SOMBA K'E/YELLOWKNIFE - Michelle thought herself crazy, couldn't stand to look in mirrors, felt all alone.

She was suicidal.

"To deal with the pain of life, I started to eat compulsively, to binge," remembered Michelle, who used an alias for this interview. "I didn't know how to deal with feelings or conflict and food helped me deal with it because it numbs me out."

She'd binge on food "beyond reason or comfort," then diet, then binge again.

The loneliness seeped in - Michelle had heard of alcohol and drug addictions, but being addicted to food?

She passed from a teenager to a young adult and then a married woman. Her relationships with friends suffered, she was miserable and she largely attributes her addiction and consequent emotional instability to ruining her first marriage.

Desperate, she turned to Overeaters Anonymous.

"I walked in lonely and suicidal, thinking there was no one in the world like me," said Michelle. "I walked into a room and it was full of people just like me. They said to me that I wasn't crazy, they said 'there is a way out.'"

That was 25 years ago.

Dr. Maureen Mayhew recognizes the symptoms of addiction. As Michelle learned, Mayhew said addiction can involve any number of things and is usually a coping mechanism.

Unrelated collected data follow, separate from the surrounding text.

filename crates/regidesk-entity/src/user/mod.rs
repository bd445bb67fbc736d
//! User domain entities.

pub mod model;
pub mod role;

pub use model::User;
pub use role::UserRole;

"It's often done in response to an acute situation and then it becomes a coping mechanism, to cope with the stresses of daily life," said Mayhew. "Some hypothesize that fulfilling that addiction provides the serotonin affect that helps us combat depression."

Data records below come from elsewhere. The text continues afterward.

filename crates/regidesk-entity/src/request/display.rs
//! Presentational status mapping.
//!
//! Consumed by UI layers outside this core; the mapping itself is part of
//! the contract and must stay total over [`RequestStatus`].

use serde::{Deserialize, Serialize};

use super::status::RequestStatus;

/// Semantic color category for a status chip.
#[derive(Debug, Clone, Copy, PartialEq, Eq, Serialize, Deserialize)]
#[serde(rename_all = "lowercase")]
pub enum StatusColor {
    /// Neutral, in-progress information.
    Info,
    /// Forward progress through the pipeline.
    Primary,
    /// Successful terminal outcome.
    Success,
    /// Unsuccessful terminal outcome.
    Error,
}

/// Human label and color for one status.
#[derive(Debug, Clone, Serialize)]
pub struct StatusDisplay {
    /// Human-readable label.
    pub label: &'static str,
    /// Semantic color category.
    pub color: StatusColor,
}

impl StatusDisplay {
    /// Display configuration for the given status.
    pub fn of(status: RequestStatus) -> Self {
        match status {
            RequestStatus::Pending => Self {
                label: "Pending Review",
                color: StatusColor::Info,
            },
            RequestStatus::Approved => Self {
                label: "Approved",
                color: StatusColor::Primary,
            },
            RequestStatus::StubGenerated => Self {
                label: "Stub Generated",
                color: StatusColor::Primary,
            },
            RequestStatus::Ready => Self {
                label: "Ready for Pickup",
                color: StatusColor::Primary,
            },
            RequestStatus::Completed => Self {
                label: "Completed",
                color: StatusColor::Success,
            },
            RequestStatus::Rejected => Self {
                label: "Rejected",
                color: StatusColor::Error,
            },
        }
    }
}

#[cfg(test)]
mod tests {
    use super::*;

    #[test]
    fn test_mapping_is_total() {
        for status in RequestStatus::all() {
            let display = StatusDisplay::of(status);
            assert!(!display.label.is_empty());
        }
    }

    #[test]
    fn test_terminal_colors() {
        assert_eq!(
            StatusDisplay::of(RequestStatus::Completed).color,
            StatusColor::Success
        );
        assert_eq!(
            StatusDisplay::of(RequestStatus::Rejected).color,
            StatusColor::Error
        );
    }
}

Beyond the emotional roller-coaster which works as both cause and effect with addictions, there's a host of physical health issues specific to eating disorders. For the bulimic, who binge then purge, their stomach lining is eroded from too much vomiting, along with their teeth.

For anorexics - people addicted to starving themselves - their bodies are weakened for lack of proper fat and vitamin balance.

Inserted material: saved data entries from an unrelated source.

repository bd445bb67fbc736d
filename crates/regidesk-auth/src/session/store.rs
//! Persisted session store with single-writer discipline.

use std::sync::Arc;

use chrono::{DateTime, TimeZone, Utc};
use tokio::sync::RwLock;
use tracing::warn;

use regidesk_core::result::AppResult;
use regidesk_core::traits::SessionBackend;
use regidesk_entity::session::Session;
use regidesk_entity::user::User;

/// Backend key holding the raw credential string.
const KEY_TOKEN: &str = "token";
/// Backend key holding the serialized user (JSON text).
const KEY_USER: &str = "user";
/// Backend key holding the last-activity instant (epoch milliseconds).
const KEY_LAST_ACTIVITY: &str = "lastActivity";

struct Inner {
    backend: Arc<dyn SessionBackend>,
    current: RwLock<Option<Session>>,
}

/// Writable handle to the current session.
///
/// Exactly one writer exists per client: the session guard (plus the
/// login/logout flow it hosts). Every other component receives a
/// read-only [`SessionView`], making the single-writer discipline a
/// property of construction rather than convention.
#[derive(Clone)]
pub struct SessionStore {
    inner: Arc<Inner>,
}

/// Read-only view of the current session.
#[derive(Clone)]
pub struct SessionView {
    inner: Arc<Inner>,
}

impl std::fmt::Debug for SessionStore {
    fn fmt(&self, f: &mut std::fmt::Formatter<'_>) -> std::fmt::Result {
        f.debug_struct("SessionStore").finish_non_exhaustive()
    }
}

impl std::fmt::Debug for SessionView {
    fn fmt(&self, f: &mut std::fmt::Formatter<'_>) -> std::fmt::Result {
        f.debug_struct("SessionView").finish_non_exhaustive()
    }
}

impl SessionStore {
    /// Create a store over the given backend. The in-memory state starts
    /// empty; call [`SessionStore::load`] to hydrate from durable storage.
    pub fn new(backend: Arc<dyn SessionBackend>) -> Self {
        Self {
            inner: Arc::new(Inner {
                backend,
                current: RwLock::new(None),
            }),
        }
    }

    /// Hydrate the session from durable storage.
    ///
    /// Absence of the token or user entries, or a user entry that is not
    /// valid JSON, reads as "no session". A missing or malformed
    /// last-activity value falls back to the current instant so the
    /// inactivity timer starts fresh rather than firing immediately.
    pub async fn load(&self) -> AppResult<Option<Session>> {
        let token = self.inner.backend.get(KEY_TOKEN).await?;
        let user_json = self.inner.backend.get(KEY_USER).await?;

        let session = match (token, user_json) {
            (Some(token), Some(user_json)) => match serde_json::from_str::<User>(&user_json) {
                Ok(user) => {
                    let last_activity = self
                        .inner
                        .backend
                        .get(KEY_LAST_ACTIVITY)
                        .await?
                        .and_then(|v| v.parse::<i64>().ok())
                        .and_then(|millis| Utc.timestamp_millis_opt(millis).single())
                        .unwrap_or_else(Utc::now);
                    Some(Session {
                        token,
                        user,
                        last_activity,
                    })
                }
                Err(e) => {
                    warn!(error = %e, "Stored user entry is not valid JSON; treating as no session");
                    None
                }
            },
            _ => None,
        };

        *self.inner.current.write().await = session.clone();
        Ok(session)
    }

    /// The current session, if any.
    pub async fn get(&self) -> Option<Session> {
        self.inner.current.read().await.clone()
    }

    /// Replace the current session, superseding any prior one.
    pub async fn set(&self, session: Session) -> AppResult<()> {
        self.inner.backend.put(KEY_TOKEN, &session.token).await?;
        self.inner
            .backend
            .put(KEY_USER, &serde_json::to_string(&session.user)?)
            .await?;
        self.inner
            .backend
            .put(
                KEY_LAST_ACTIVITY,
                &session.last_activity.timestamp_millis().to_string(),
            )
            .await?;
        *self.inner.current.write().await = Some(session);
        Ok(())
    }

    /// Destroy the current session. Clearing an empty store is a no-op.
    pub async fn clear(&self) -> AppResult<()> {
        self.inner.backend.remove(KEY_TOKEN).await?;
        self.inner.backend.remove(KEY_USER).await?;
        self.inner.backend.remove(KEY_LAST_ACTIVITY).await?;
        *self.inner.current.write().await = None;
        Ok(())
    }

    /// Advance the last-activity instant only. No-op without a session.
    pub async fn touch(&self, now: DateTime<Utc>) -> AppResult<()> {
        let mut guard = self.inner.current.write().await;
        if let Some(session) = guard.as_mut() {
            session.last_activity = now;
            self.inner
                .backend
                .put(KEY_LAST_ACTIVITY, &now.timestamp_millis().to_string())
                .await?;
        }
        Ok(())
    }

    /// A read-only view over the same session state.
    pub fn view(&self) -> SessionView {
        SessionView {
            inner: Arc::clone(&self.inner),
        }
    }
}

impl SessionView {
    /// The current session, if any.
    pub async fn get(&self) -> Option<Session> {
        self.inner.current.read().await.clone()
    }

    /// Whether a live session exists.
    pub async fn is_authenticated(&self) -> bool {
        self.inner.current.read().await.is_some()
    }

    /// The currently authenticated user, if any.
    pub async fn current_user(&self) -> Option<User> {
        self.inner
            .current
            .read()
            .await
            .as_ref()
            .map(|s| s.user.clone())
    }
}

For people like Michelle, who just binge, there are all the consequences of obesity - hypertension, high blood pressure, heart disease, diabetes, arthritis and sleep apnea.

"The first step towards treatment is for a person to recognize it is a problem for them," said Mayhew. "We believe in treating the underlying condition of anxiety or depression in getting people to stop the addictive behaviour. Medication in itself is usually insufficient, they need counselling and peer support."

Overeaters Anonymous uses the Alcoholics Anonymous 12 step method - takings its members on a spiritual journey, beginning with admitting their addiction, understanding its causes, seeking forgiveness of those they've harmed and seeking a closer relationship with God (as understood by each participant).

"The 12 steps aren't something you finish," said Michelle.

As life and work took her to new homes across Canada, Michelle sought out Overeaters Anonymous groups wherever she went. Eventually she landed in Yellowknife, where she has a full time job, a healthy weight and marriage and attends two meetings a week.

"It's hard work. I have to have structure around my eating - schedule my meals," said Michelle. "But it's been a wonderful journey and I'm basically a contented person."